Ayuntamiento modifica catálogo y flexibiliza intervenciones en cerca de 100 inmuebles de nivel 3
La corporación municipal ha ratificado de manera definitiva una modificación del catálogo de bienes protegidos ligada al Plan General de Ordenación Urbana que flexibiliza las posibilidades de intervención en numerosos inmuebles de la ciudad. El cambio afecta, principalmente, a viviendas con el menor grado de protección del inventario y busca facilitar tanto la rehabilitación como la ejecución de obras nuevas ajustadas a la normativa vigente.
En concreto, la revisión incide sobre cerca de un centenar de edificios incluidos hasta ahora en el nivel 3 de protección, muchos de los cuales fueron incorporados al catálogo en los primeros años de la década de 2000 con criterios que, según el ayuntamiento, no siempre estuvieron suficientemente justificados. Un informe técnico municipal detectó que la rigidez normativa había provocado el progresivo deterioro de algunos inmuebles al dificultar las intervenciones necesarias.

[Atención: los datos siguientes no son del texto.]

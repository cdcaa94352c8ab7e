//! # REST API for the Contact Form

use axum::{
    extract::{Query, State},
    http::StatusCode,
    response::{IntoResponse, Json},
};
use serde::Deserialize;
use tracing::{error, info};

use crate::domain::ContactError;
use crate::AppState;
use shared::{ContactRequest, ContactResponse};

fn status_for(error: &ContactError) -> StatusCode {
    match error {
        ContactError::MissingFields | ContactError::InvalidEmail => StatusCode::BAD_REQUEST,
        ContactError::Storage(_) => StatusCode::INTERNAL_SERVER_ERROR,
    }
}

/// Store a contact-form submission
pub async fn submit_message(
    State(state): State<AppState>,
    Json(request): Json<ContactRequest>,
) -> impl IntoResponse {
    info!("POST /api/contact - from: {}", request.email);

    match state.contact_service.submit(request).await {
        Ok(_message) => (
            StatusCode::OK,
            Json(ContactResponse {
                success_message: "Message envoyé. Nous vous répondrons rapidement.".to_string(),
            }),
        )
            .into_response(),
        Err(e) => {
            error!("Failed to store contact message: {}", e);
            (status_for(&e), e.to_string()).into_response()
        }
    }
}

/// Query parameters for the message listing endpoint
#[derive(Deserialize, Debug)]
pub struct ListMessagesQuery {
    pub limit: Option<u32>,
}

/// List stored contact messages, newest first (back-office)
pub async fn list_messages(
    State(state): State<AppState>,
    Query(query): Query<ListMessagesQuery>,
) -> impl IntoResponse {
    info!("GET /api/contact - query: {:?}", query);

    match state.contact_service.list_messages(query.limit).await {
        Ok(messages) => (StatusCode::OK, Json(messages)).into_response(),
        Err(e) => {
            error!("Failed to list contact messages: {}", e);
            (status_for(&e), e.to_string()).into_response()
        }
    }
}

#[cfg(test)]
mod tests {
    use super::*;
    use crate::test_state;

    #[tokio::test]
    async fn test_submit_then_list_messages() {
        let state = test_state().await;

        let request = ContactRequest {
            name: "Yassine".to_string(),
            email: "yassine@example.com".to_string(),
            phone: None,
            reason: "Partenariat".to_string(),
            message: "Bonjour, je souhaite distribuer vos produits.".to_string(),
        };
        let response = submit_message(State(state.clone()), Json(request))
            .await
            .into_response();
        assert_eq!(response.status(), StatusCode::OK);

        let response = list_messages(State(state), Query(ListMessagesQuery { limit: None }))
            .await
            .into_response();
        assert_eq!(response.status(), StatusCode::OK);
    }

    #[tokio::test]
    async fn test_submit_invalid_email_is_400() {
        let state = test_state().await;
        let request = ContactRequest {
            name: "Yassine".to_string(),
            email: "not-an-email".to_string(),
            phone: None,
            reason: "Question".to_string(),
            message: "Bonjour".to_string(),
        };
        let response = submit_message(State(state), Json(request)).await.into_response();
        assert_eq!(response.status(), StatusCode::BAD_REQUEST);
    }
}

La medida pretende conciliar la conservación del patrimonio con la mejora de la accesibilidad, la seguridad y las condiciones de habitabilidad, facilitando actuaciones antes casi impracticables para los propietarios y permitiendo, cuando proceda, la salida total o parcial del catálogo para posibilitar rehabilitaciones o nuevas construcciones respetuosas con la legalidad urbanística. El equipo de gobierno subraya que el objetivo es adaptar las herramientas de planificación a la realidad urbana sin renunciar a proteger el legado arquitectónico local.
La Consejería de Cultura emitió los informes preceptivos: respalda la exclusión de la mayor parte de los inmuebles revisados, pero mantiene la exigencia de solicitar autorización expresa para obras en el entorno de Bienes de Interés Cultural (BIC). La modificación entrará en vigor una vez se publique el acuerdo en el Boletín Oficial de la Provincia, momento a partir del cual podrá aplicarse el nuevo marco regulador.